Jonatha Brooke channels her inner Todd Rundgren in an effort that’s worlds removed from her folksinger roots, though her busker humor is always in evidence.
“I was so naïve,” she chuckles on the title track (and album opener), plucking out a distracted guitar progression, before shifting to dense, majestic pop. It’s a record that reveals more texture with each listen.
Brooke made the smart choice to call on producer Bob Clearmountain, who worked with her on “10 Cent Wings” and “Steady Pull.” Traces of the soundboard wizard’s work with Simple Minds and Aimee Mann are in evidence, particularly on “Forgiven,” which alternately crunches and caresses the listener.
“Keep The River on Your Right,” co-written with Nick Lachey, smolders with soul, while the wordplay-rich “Hearsay” (“there’s hearsay/then there’s hearing you say that she’s leaving”) is the record’s highlight.
Brooke hasn’t completely forsaken the calliope folk-pop she did with the Story. “Never Too Late For Love” and “After The Tears” are good examples. But with “I’ll Leave The Light On,” she only nibbles at the edges of that early sound; as with “”Baby Wait,” she wraps spare pieces in full-bodied rhythm.
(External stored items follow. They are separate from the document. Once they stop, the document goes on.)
//! Approvals actions.

use chrono::{DateTime, Utc};
use serde::{Deserialize, Serialize};

use crate::types::{Approval, ApprovalFilters, ApprovalStatus};

#[derive(Debug, Clone, PartialEq, Eq, Serialize, Deserialize)]
#[serde(tag = "type", content = "payload")]
pub enum ApprovalsAction {
    #[serde(rename = "approvals/fetchApprovalsStart")]
    FetchApprovalsStart,

    #[serde(rename = "approvals/fetchApprovalsSuccess", rename_all = "camelCase")]
    FetchApprovalsSuccess {
        approvals: Vec<Approval>,
        total: u64,
        page: u32,
        page_size: u32,
        pending_count: u32,
    },

    #[serde(rename = "approvals/fetchApprovalsFailure")]
    FetchApprovalsFailure(String),

    #[serde(rename = "approvals/fetchApprovalDetailStart")]
    FetchApprovalDetailStart,

    #[serde(rename = "approvals/fetchApprovalDetailSuccess")]
    FetchApprovalDetailSuccess(Approval),

    #[serde(rename = "approvals/fetchApprovalDetailFailure")]
    FetchApprovalDetailFailure(String),

    #[serde(rename = "approvals/decisionStart")]
    DecisionStart,

    /// The server accepted an approve/reject/escalate decision.
    #[serde(rename = "approvals/decisionSuccess", rename_all = "camelCase")]
    DecisionSuccess {
        approval_id: String,
        status: ApprovalStatus,
        comment: Option<String>,
        decided_at: DateTime<Utc>,
    },

    #[serde(rename = "approvals/decisionFailure")]
    DecisionFailure(String),

    /// Replace the filters and go back to the first page.
    #[serde(rename = "approvals/setFilters")]
    SetFilters(ApprovalFilters),

    #[serde(rename = "approvals/clearFilters")]
    ClearFilters,

    #[serde(rename = "approvals/setPage")]
    SetPage(u32),

    #[serde(rename = "approvals/clearSelectedApproval")]
    ClearSelectedApproval,

    #[serde(rename = "approvals/clearError")]
    ClearError,

    #[serde(rename = "approvals/reset")]
    Reset,
}

impl ApprovalsAction {
    /// Every `type` this slice accepts.
    pub const TYPES: &'static [&'static str] = &[
        "approvals/fetchApprovalsStart",
        "approvals/fetchApprovalsSuccess",
        "approvals/fetchApprovalsFailure",
        "approvals/fetchApprovalDetailStart",
        "approvals/fetchApprovalDetailSuccess",
        "approvals/fetchApprovalDetailFailure",
        "approvals/decisionStart",
        "approvals/decisionSuccess",
        "approvals/decisionFailure",
        "approvals/setFilters",
        "approvals/clearFilters",
        "approvals/setPage",
        "approvals/clearSelectedApproval",
        "approvals/clearError",
        "approvals/reset",
    ];

    pub fn name(&self) -> &'static str {
        match self {
            ApprovalsAction::FetchApprovalsStart => "approvals/fetchApprovalsStart",
            ApprovalsAction::FetchApprovalsSuccess { .. } => "approvals/fetchApprovalsSuccess",
            ApprovalsAction::FetchApprovalsFailure(_) => "approvals/fetchApprovalsFailure",
            ApprovalsAction::FetchApprovalDetailStart => "approvals/fetchApprovalDetailStart",
            ApprovalsAction::FetchApprovalDetailSuccess(_) => "approvals/fetchApprovalDetailSuccess",
            ApprovalsAction::FetchApprovalDetailFailure(_) => "approvals/fetchApprovalDetailFailure",
            ApprovalsAction::DecisionStart => "approvals/decisionStart",
            ApprovalsAction::DecisionSuccess { .. } => "approvals/decisionSuccess",
            ApprovalsAction::DecisionFailure(_) => "approvals/decisionFailure",
            ApprovalsAction::SetFilters(_) => "approvals/setFilters",
            ApprovalsAction::ClearFilters => "approvals/clearFilters",
            ApprovalsAction::SetPage(_) => "approvals/setPage",
            ApprovalsAction::ClearSelectedApproval => "approvals/clearSelectedApproval",
            ApprovalsAction::ClearError => "approvals/clearError",
            ApprovalsAction::Reset => "approvals/reset",
        }
    }
}
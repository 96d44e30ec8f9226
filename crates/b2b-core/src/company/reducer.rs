//! Company reducer.

use std::sync::Arc;

use crate::company::actions::CompanyAction;
use crate::company::state::{initial_company_state, CompanyState};
use crate::pagination::create_pagination_state;
use crate::types::AsyncStatus;

pub fn company_reducer(state: &Arc<CompanyState>, action: &CompanyAction) -> Arc<CompanyState> {
    match action {
        CompanyAction::FetchCompanyStart => Arc::new(CompanyState {
            status: AsyncStatus::Loading,
            error: None,
            ..(**state).clone()
        }),

        CompanyAction::FetchCompanySuccess {
            company,
            current_employee,
            spending_limits,
            shipping_addresses,
        } => Arc::new(CompanyState {
            company: Some(company.clone()),
            current_employee: Some(current_employee.clone()),
            spending_limits: spending_limits.clone(),
            shipping_addresses: shipping_addresses.clone(),
            status: AsyncStatus::Succeeded,
            error: None,
            ..(**state).clone()
        }),

        CompanyAction::FetchCompanyFailure(message) => Arc::new(CompanyState {
            status: AsyncStatus::Failed,
            error: Some(message.clone()),
            ..(**state).clone()
        }),

        CompanyAction::FetchEmployeesStart => Arc::new(CompanyState {
            employees_status: AsyncStatus::Loading,
            error: None,
            ..(**state).clone()
        }),

        CompanyAction::FetchEmployeesSuccess {
            employees,
            total,
            page,
            page_size,
        } => Arc::new(CompanyState {
            employees: employees.clone(),
            employees_status: AsyncStatus::Succeeded,
            employees_pagination: create_pagination_state(*page, *page_size, *total),
            ..(**state).clone()
        }),

        CompanyAction::FetchEmployeesFailure(message) => Arc::new(CompanyState {
            employees_status: AsyncStatus::Failed,
            error: Some(message.clone()),
            ..(**state).clone()
        }),

        CompanyAction::UpdateSpendingLimits(limits) => Arc::new(CompanyState {
            spending_limits: limits.clone(),
            ..(**state).clone()
        }),

        CompanyAction::SetCurrentEmployee(employee) => Arc::new(CompanyState {
            current_employee: employee.clone(),
            ..(**state).clone()
        }),

        CompanyAction::ClearError if state.error.is_none() => Arc::clone(state),

        CompanyAction::ClearError => Arc::new(CompanyState {
            error: None,
            ..(**state).clone()
        }),

        CompanyAction::Reset => Arc::new(initial_company_state()),
    }
}

#[cfg(test)]
pub(crate) mod fixtures {
    use chrono::{TimeZone, Utc};

    use crate::money::Money;
    use crate::types::{
        Company, CompanyTier, Employee, EmployeeRole, ShippingAddress, SpendingLimit,
        SpendingPeriod, SpendingScope,
    };

    pub fn company() -> Company {
        Company {
            id: "C1".to_string(),
            name: "Acme Industrial Supply".to_string(),
            tax_id: Some("DE811907980".to_string()),
            tier: CompanyTier::Gold,
            credit_limit: Money::from_cents(5_000_000),
            currency: "USD".to_string(),
            is_active: true,
            created_at: Utc.with_ymd_and_hms(2021, 3, 1, 0, 0, 0).unwrap(),
        }
    }

    pub fn employee(id: &str, role: EmployeeRole) -> Employee {
        Employee {
            id: id.to_string(),
            company_id: "C1".to_string(),
            name: format!("Employee {id}"),
            email: format!("{}@acme.example", id.to_lowercase()),
            role,
            department: Some("Facilities".to_string()),
            is_active: true,
        }
    }

    pub fn limit(id: &str, amount: i64, spent: i64) -> SpendingLimit {
        SpendingLimit {
            id: id.to_string(),
            scope: SpendingScope::Employee,
            scope_id: Some("E1".to_string()),
            period: SpendingPeriod::Monthly,
            amount: Money::from_cents(amount),
            spent: Money::from_cents(spent),
            currency: "USD".to_string(),
            requires_approval_above: None,
            is_active: true,
        }
    }

    pub fn address(id: &str, is_default: bool) -> ShippingAddress {
        ShippingAddress {
            id: id.to_string(),
            label: format!("Warehouse {id}"),
            line1: "1 Harbour Road".to_string(),
            line2: None,
            city: "Rotterdam".to_string(),
            postal_code: "3011".to_string(),
            country: "NL".to_string(),
            is_default,
        }
    }
}

#[cfg(test)]
mod tests {
    use super::fixtures::*;
    use super::*;
    use crate::types::EmployeeRole;

    fn loaded() -> Arc<CompanyState> {
        let state = Arc::new(initial_company_state());
        company_reducer(
            &state,
            &CompanyAction::FetchCompanySuccess {
                company: company(),
                current_employee: employee("E1", EmployeeRole::Buyer),
                spending_limits: vec![limit("L1", 100_000, 20_000)],
                shipping_addresses: vec![address("A1", true)],
            },
        )
    }

    #[test]
    fn test_fetch_company_lifecycle() {
        let state = Arc::new(initial_company_state());
        let loading = company_reducer(&state, &CompanyAction::FetchCompanyStart);
        assert_eq!(loading.status, AsyncStatus::Loading);

        let failed = company_reducer(&loading, &CompanyAction::FetchCompanyFailure("403".to_string()));
        assert_eq!(failed.status, AsyncStatus::Failed);
        assert_eq!(failed.error.as_deref(), Some("403"));

        let state = loaded();
        assert_eq!(state.status, AsyncStatus::Succeeded);
        assert_eq!(state.company.as_ref().map(|c| c.name.as_str()), Some("Acme Industrial Supply"));
        assert_eq!(state.spending_limits.len(), 1);
    }

    #[test]
    fn test_employees_page_updates_pagination() {
        let state = company_reducer(
            &loaded(),
            &CompanyAction::FetchEmployeesSuccess {
                employees: vec![employee("E1", EmployeeRole::Buyer), employee("E2", EmployeeRole::Admin)],
                total: 42,
                page: 2,
                page_size: 20,
            },
        );
        assert_eq!(state.employees.len(), 2);
        assert_eq!(state.employees_status, AsyncStatus::Succeeded);
        assert_eq!(state.employees_pagination.total_pages, 3);
        assert!(state.employees_pagination.has_next_page);
        assert!(state.employees_pagination.has_previous_page);
    }

    #[test]
    fn test_clear_error_without_error_keeps_state() {
        let state = loaded();
        let next = company_reducer(&state, &CompanyAction::ClearError);
        assert!(Arc::ptr_eq(&state, &next));
    }

    #[test]
    fn test_update_limits_and_reset() {
        let state = company_reducer(
            &loaded(),
            &CompanyAction::UpdateSpendingLimits(vec![limit("L1", 100_000, 90_000), limit("L2", 5_000, 0)]),
        );
        assert_eq!(state.spending_limits.len(), 2);
        assert!(state.company.is_some());

        let reset = company_reducer(&state, &CompanyAction::Reset);
        assert_eq!(*reset, initial_company_state());
    }
}
//! # Clock
//!
//! Reducers stamp `last_updated_at` on every cart mutation. Reading the
//! wall clock directly would make transitions non-deterministic, so the
//! current time is injected instead.

use chrono::{DateTime, Utc};

/// Source of the current time for reducer transitions.
pub trait Clock: Send + Sync {
    fn now(&self) -> DateTime<Utc>;
}

/// Wall clock, for production hosts.
#[derive(Debug, Clone, Copy, Default)]
pub struct SystemClock;

impl Clock for SystemClock {
    fn now(&self) -> DateTime<Utc> {
        Utc::now()
    }
}

/// A clock frozen at a single instant, for tests and replays.
#[derive(Debug, Clone, Copy)]
pub struct FixedClock(pub DateTime<Utc>);

impl Clock for FixedClock {
    fn now(&self) -> DateTime<Utc> {
        self.0
    }
}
When she sings with a sneer, “tell me the story again/the one where I find my way home in the end,” on “Prodigal Daughter,” it’s clear that while there may be echoes of the past, for Brooke there’s no looking back.
That’s a good thing; the buffed and muscular “Careful What You Wish For” is Jonatha Brooke’s “Something/Anything?” – and one of the year’s best.